There’s a slight hint amid theoretical thinkers that a schizoid isn’t really sexual. Perhaps they’d had too much of the maternal loom once upon a time—like, around the time that giraffes start walking in their corresponding development. Later, they (babies, not giraffes) gazed back, but only on their terms, voyeuristically we think. It’s that gaze…you know, that one. But regarding this diagnostic question, you might wonder who will care. Really, will it matter whether porn or sex addicts are secondarily tagged as narcissistic versus schizoid, or even the largely feminized category of borderline? They’re all pathologies, aren’t they? So, while I wind down my commentary on Getting Real About Sex Addiction in the dawn of its publication, I’m aware of stirring the pot on a lesser controversy. Seriously, the parts of the book that will truly ruffle feathers are those that diss short-term treatment solutions versus psychoanalytic method; or, it’ll be the thread of dog whistling commentary about the sex addiction field’s anti-male bias. Some won’t care if the text actually contains even-handed commentary on both sexes, plus a tinge upon sexual minorities. For them, if sex addiction treatment is to be pathologizing, then it must only be so in reference to heterosexual men. Anything else is to disobey the latest memos about moral equivalence.

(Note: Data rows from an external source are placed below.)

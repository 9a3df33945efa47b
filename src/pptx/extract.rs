use crate::ir::{Position, TextElement, TextNodeRef};

use super::xml::{XmlEvent, XmlPart};

/// Default DrawingML horizontal body insets, EMU.
pub const DEFAULT_INSET: i64 = 91_440;

#[derive(Default, Clone, Copy)]
struct ShapeGeom {
    x: Option<i64>,
    y: Option<i64>,
    cx: Option<i64>,
    cy: Option<i64>,
}

#[derive(Clone, Copy)]
struct BodyInsets {
    event_index: usize,
    left: i64,
    right: i64,
}

#[derive(Default, Clone, Copy)]
struct RunStyle {
    rpr_event_index: Option<usize>,
    sz: Option<u32>,
}

/// Walks one slide part and lists its text runs in document order.
///
/// Geometry comes from the enclosing `p:sp` (`a:off`/`a:ext`), margins from
/// the enclosing `a:bodyPr` insets. Runs outside a shape (e.g. table cells)
/// get zeroed geometry. Runs with empty content are not listed.
pub fn extract_text_elements(part: &XmlPart) -> Vec<TextElement> {
    let mut elements: Vec<TextElement> = Vec::new();

    let mut sp_stack: Vec<ShapeGeom> = Vec::new();
    let mut in_sp_pr = false;
    let mut txbody_stack: Vec<Option<BodyInsets>> = Vec::new();
    let mut run_stack: Vec<RunStyle> = Vec::new();
    let mut pending_text_elem: Option<usize> = None;

    for (idx, ev) in part.events.iter().enumerate() {
        match ev {
            XmlEvent::Start { name, attrs } => match name.as_str() {
                "p:sp" => sp_stack.push(ShapeGeom::default()),
                "p:spPr" => in_sp_pr = !sp_stack.is_empty(),
                "p:txBody" | "a:txBody" => txbody_stack.push(None),
                "a:bodyPr" => {
                    if let Some(slot) = txbody_stack.last_mut() {
                        *slot = Some(read_insets(idx, attrs));
                    }
                }
                "a:r" => run_stack.push(RunStyle::default()),
                "a:rPr" => record_rpr(&mut run_stack, idx, attrs),
                "a:t" => pending_text_elem = Some(idx),
                "a:off" if in_sp_pr => record_off(&mut sp_stack, attrs),
                "a:ext" if in_sp_pr => record_ext(&mut sp_stack, attrs),
                _ => {}
            },
            XmlEvent::Empty { name, attrs } => match name.as_str() {
                "a:bodyPr" => {
                    if let Some(slot) = txbody_stack.last_mut() {
                        *slot = Some(read_insets(idx, attrs));
                    }
                }
                "a:rPr" => record_rpr(&mut run_stack, idx, attrs),
                "a:off" if in_sp_pr => record_off(&mut sp_stack, attrs),
                "a:ext" if in_sp_pr => record_ext(&mut sp_stack, attrs),
                _ => {}
            },
            XmlEvent::End { name } => match name.as_str() {
                "p:sp" => {
                    sp_stack.pop();
                }
                "p:spPr" => in_sp_pr = false,
                "p:txBody" | "a:txBody" => {
                    txbody_stack.pop();
                }
                "a:r" => {
                    run_stack.pop();
                }
                "a:t" => pending_text_elem = None,
                _ => {}
            },
            XmlEvent::Text { text } => {
                let Some(elem_idx) = pending_text_elem else {
                    continue;
                };
                if text.is_empty() {
                    continue;
                }
                let geom = sp_stack.last().copied().unwrap_or_default();
                let insets = txbody_stack.last().copied().flatten();
                let style = run_stack.last().copied().unwrap_or_default();
                elements.push(TextElement {
                    text: text.clone(),
                    position: position_from(geom, insets),
                    font_sz: style.sz,
                    node: TextNodeRef {
                        part_name: part.name.clone(),
                        elem_event_index: elem_idx,
                        text_event_index: idx,
                        rpr_event_index: style.rpr_event_index,
                        body_pr_event_index: insets.map(|b| b.event_index),
                    },
                });
            }
            _ => {}
        }
    }

    elements
}

fn position_from(geom: ShapeGeom, insets: Option<BodyInsets>) -> Position {
    let (left, right) = insets
        .map(|b| (b.left, b.right))
        .unwrap_or((DEFAULT_INSET, DEFAULT_INSET));
    let (margin, margin_left, margin_right) = if left == right {
        (left, None, None)
    } else {
        ((left + right) / 2, Some(left), Some(right))
    };
    Position {
        x: geom.x.unwrap_or(0),
        y: geom.y.unwrap_or(0),
        width: geom.cx.unwrap_or(0),
        height: geom.cy.unwrap_or(0),
        margin,
        margin_left,
        margin_right,
    }
}

// DrawingML insets are non-negative; clamp junk values so margins stay
// usable downstream.
fn read_insets(idx: usize, attrs: &[(String, String)]) -> BodyInsets {
    BodyInsets {
        event_index: idx,
        left: attr_i64(attrs, "lIns").unwrap_or(DEFAULT_INSET).max(0),
        right: attr_i64(attrs, "rIns").unwrap_or(DEFAULT_INSET).max(0),
    }
}

fn record_rpr(run_stack: &mut [RunStyle], idx: usize, attrs: &[(String, String)]) {
    if let Some(top) = run_stack.last_mut() {
        top.rpr_event_index = Some(idx);
        top.sz = attr_i64(attrs, "sz").and_then(|v| u32::try_from(v).ok());
    }
}

fn record_off(sp_stack: &mut [ShapeGeom], attrs: &[(String, String)]) {
    if let Some(top) = sp_stack.last_mut() {
        top.x = attr_i64(attrs, "x");
        top.y = attr_i64(attrs, "y");
    }
}

fn record_ext(sp_stack: &mut [ShapeGeom], attrs: &[(String, String)]) {
    if let Some(top) = sp_stack.last_mut() {
        top.cx = attr_i64(attrs, "cx");
        top.cy = attr_i64(attrs, "cy");
    }
}

fn attr_i64(attrs: &[(String, String)], key: &str) -> Option<i64> {
    attrs
        .iter()
        .find(|(k, _)| k == key)
        .and_then(|(_, v)| v.trim().parse::<i64>().ok())
}

#[cfg(test)]
mod tests {
    use super::*;
    use crate::pptx::xml::parse_xml_part;

    const SLIDE: &str = r#"<?xml version="1.0" encoding="UTF-8" standalone="yes"?>
<p:sld xmlns:a="http://schemas.openxmlformats.org/drawingml/2006/main" xmlns:p="http://schemas.openxmlformats.org/presentationml/2006/main">
<p:cSld><p:spTree>
<p:sp>
<p:nvSpPr><p:cNvPr id="2" name="Title 1"/><p:cNvSpPr/><p:nvPr/></p:nvSpPr>
<p:spPr><a:xfrm><a:off x="914400" y="685800"/><a:ext cx="7772400" cy="1143000"/></a:xfrm></p:spPr>
<p:txBody>
<a:bodyPr lIns="91440" rIns="91440"/>
<a:p><a:r><a:rPr lang="ja-JP" sz="2400"/><a:t>四半期の業績</a:t></a:r></a:p>
</p:txBody>
</p:sp>
<p:sp>
<p:nvSpPr><p:cNvPr id="3" name="Body 2"/><p:cNvSpPr/><p:nvPr/></p:nvSpPr>
<p:spPr><a:xfrm><a:off x="914400" y="1828800"/><a:ext cx="7772400" cy="3429000"/></a:xfrm></p:spPr>
<p:txBody>
<a:bodyPr lIns="45720" rIns="137160"/>
<a:p>
<a:r><a:rPr lang="ja-JP"/><a:t>売上高</a:t></a:r>
<a:r><a:t>は前年比</a:t></a:r>
</a:p>
</p:txBody>
</p:sp>
</p:spTree></p:cSld>
</p:sld>"#;

    #[test]
    fn elements_follow_document_order_with_geometry() {
        let part = parse_xml_part("ppt/slides/slide1.xml", SLIDE.as_bytes()).expect("parse");
        let els = extract_text_elements(&part);
        assert_eq!(els.len(), 3);

        assert_eq!(els[0].text, "四半期の業績");
        assert_eq!(els[0].position.x, 914_400);
        assert_eq!(els[0].position.width, 7_772_400);
        assert_eq!(els[0].position.margin, 91_440);
        assert_eq!(els[0].position.margin_left, None);
        assert_eq!(els[0].font_sz, Some(2400));
        assert!(els[0].node.body_pr_event_index.is_some());

        assert_eq!(els[1].text, "売上高");
        assert_eq!(els[1].position.margin_left, Some(45_720));
        assert_eq!(els[1].position.margin_right, Some(137_160));
        assert_eq!(els[1].position.margin, (45_720 + 137_160) / 2);
        assert_eq!(els[1].font_sz, None);

        assert_eq!(els[2].text, "は前年比");
        assert_eq!(els[2].node.rpr_event_index, None);
    }

    #[test]
    fn slide_without_text_yields_no_elements() {
        let xml = r#"<?xml version="1.0"?><p:sld><p:cSld><p:spTree/></p:cSld></p:sld>"#;
        let part = parse_xml_part("ppt/slides/slide1.xml", xml.as_bytes()).expect("parse");
        assert!(extract_text_elements(&part).is_empty());
    }

    #[test]
    fn missing_body_pr_falls_back_to_default_insets() {
        let xml = r#"<?xml version="1.0"?><p:sld><p:sp><p:txBody><a:p><a:r><a:t>hi</a:t></a:r></a:p></p:txBody></p:sp></p:sld>"#;
        let part = parse_xml_part("ppt/slides/slide1.xml", xml.as_bytes()).expect("parse");
        let els = extract_text_elements(&part);
        assert_eq!(els.len(), 1);
        assert_eq!(els[0].position.margin, DEFAULT_INSET);
        assert_eq!(els[0].node.body_pr_event_index, None);
    }

    #[test]
    fn table_cell_text_gets_zeroed_geometry() {
        let xml = r#"<?xml version="1.0"?><p:sld><a:tbl><a:tr><a:tc><a:txBody><a:bodyPr/><a:p><a:r><a:t>cell</a:t></a:r></a:p></a:txBody></a:tc></a:tr></a:tbl></p:sld>"#;
        let part = parse_xml_part("ppt/slides/slide1.xml", xml.as_bytes()).expect("parse");
        let els = extract_text_elements(&part);
        assert_eq!(els.len(), 1);
        assert_eq!(els[0].position.width, 0);
        assert_eq!(els[0].position.margin, DEFAULT_INSET);
        assert!(els[0].node.body_pr_event_index.is_some());
    }
}
use crate::error::{Error, Result};
use crate::ir::ElementUpdate;

use super::xml::{XmlEvent, XmlPart};

/// Applies one element's patch to its part: run text, body insets, run size.
pub fn apply_element_update(part: &mut XmlPart, update: &ElementUpdate) -> Result<()> {
    if let Some(text) = update.text.as_deref() {
        apply_run_text(part, update.node.elem_event_index, update.node.text_event_index, text)?;
    }
    if let Some((left, right)) = update.insets {
        let idx = update.node.body_pr_event_index.ok_or_else(|| {
            Error::Write(format!("{}: inset update without a:bodyPr", part.name))
        })?;
        expect_named(part, idx, "a:bodyPr")?;
        let ev = event_mut(part, idx)?;
        set_attr_value(ev, "lIns", &left.to_string());
        set_attr_value(ev, "rIns", &right.to_string());
    }
    if let Some(sz) = update.font_sz {
        let idx = update.node.rpr_event_index.ok_or_else(|| {
            Error::Write(format!("{}: size update without a:rPr", part.name))
        })?;
        expect_named(part, idx, "a:rPr")?;
        let ev = event_mut(part, idx)?;
        set_attr_value(ev, "sz", &sz.to_string());
    }
    Ok(())
}

fn apply_run_text(
    part: &mut XmlPart,
    elem_index: usize,
    text_index: usize,
    new_text: &str,
) -> Result<()> {
    match part.events.get_mut(text_index) {
        Some(XmlEvent::Text { text }) => *text = new_text.to_string(),
        _ => {
            return Err(Error::Write(format!(
                "{}: expected text event at {text_index}",
                part.name
            )))
        }
    }
    if new_text.starts_with(' ') || new_text.ends_with(' ') {
        let ev = event_mut(part, elem_index)?;
        set_attr_value(ev, "xml:space", "preserve");
    }
    Ok(())
}

fn event_mut(part: &mut XmlPart, idx: usize) -> Result<&mut XmlEvent> {
    let name = part.name.clone();
    part.events
        .get_mut(idx)
        .ok_or_else(|| Error::Write(format!("{name}: event index {idx} out of range")))
}

fn expect_named(part: &XmlPart, idx: usize, expected: &str) -> Result<()> {
    let name = match part.events.get(idx) {
        Some(XmlEvent::Start { name, .. }) | Some(XmlEvent::Empty { name, .. }) => name.as_str(),
        _ => "",
    };
    if name != expected {
        return Err(Error::Write(format!(
            "{}: expected {expected} at event {idx}, found {name:?}",
            part.name
        )));
    }
    Ok(())
}

fn set_attr_value(ev: &mut XmlEvent, key: &str, value: &str) {
    match ev {
        XmlEvent::Start { attrs, .. } | XmlEvent::Empty { attrs, .. } => {
            for (k, v) in attrs.iter_mut() {
                if k == key {
                    *v = value.to_string();
                    return;
                }
            }
            attrs.push((key.to_string(), value.to_string()));
        }
        _ => {}
    }
}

Not that an attention to schizoid process (or cultural messages that simulate the attention) isn’t encoded in the semi-public dialogue anyway. Consider the rhetoric that accompanies identity politics: when a person is talked about as a victim or survivor, at least in part because they belong to a marginalized group, their advocates might still reference a schizoid process by referring to denied aspects of self. These will be the split-off aspects of self, which in the case of a sympathetic figure, will be his or her denied positive or resilient qualities that have been insufficiently nurtured and are therefore insufficiently recognized by the subject, hence what they need is building up, empowerment, etc. Meanwhile, those who are cast as addicts or perpetrators or some other disparagement may be described as having a similar intrapsychic process, only their denied qualities will fall under the umbrellas of guilt and inadequacy, hence what they need is bringing down, deflation, and so on. You could call this justice if you like but you might also notice the employment of psychoanalytic thought to support whatever cause you choose. Anyway, I’ll sign off for now on a relatively benign point of interest. Sex addicts: more schizoid than narcissistic, don’t you think?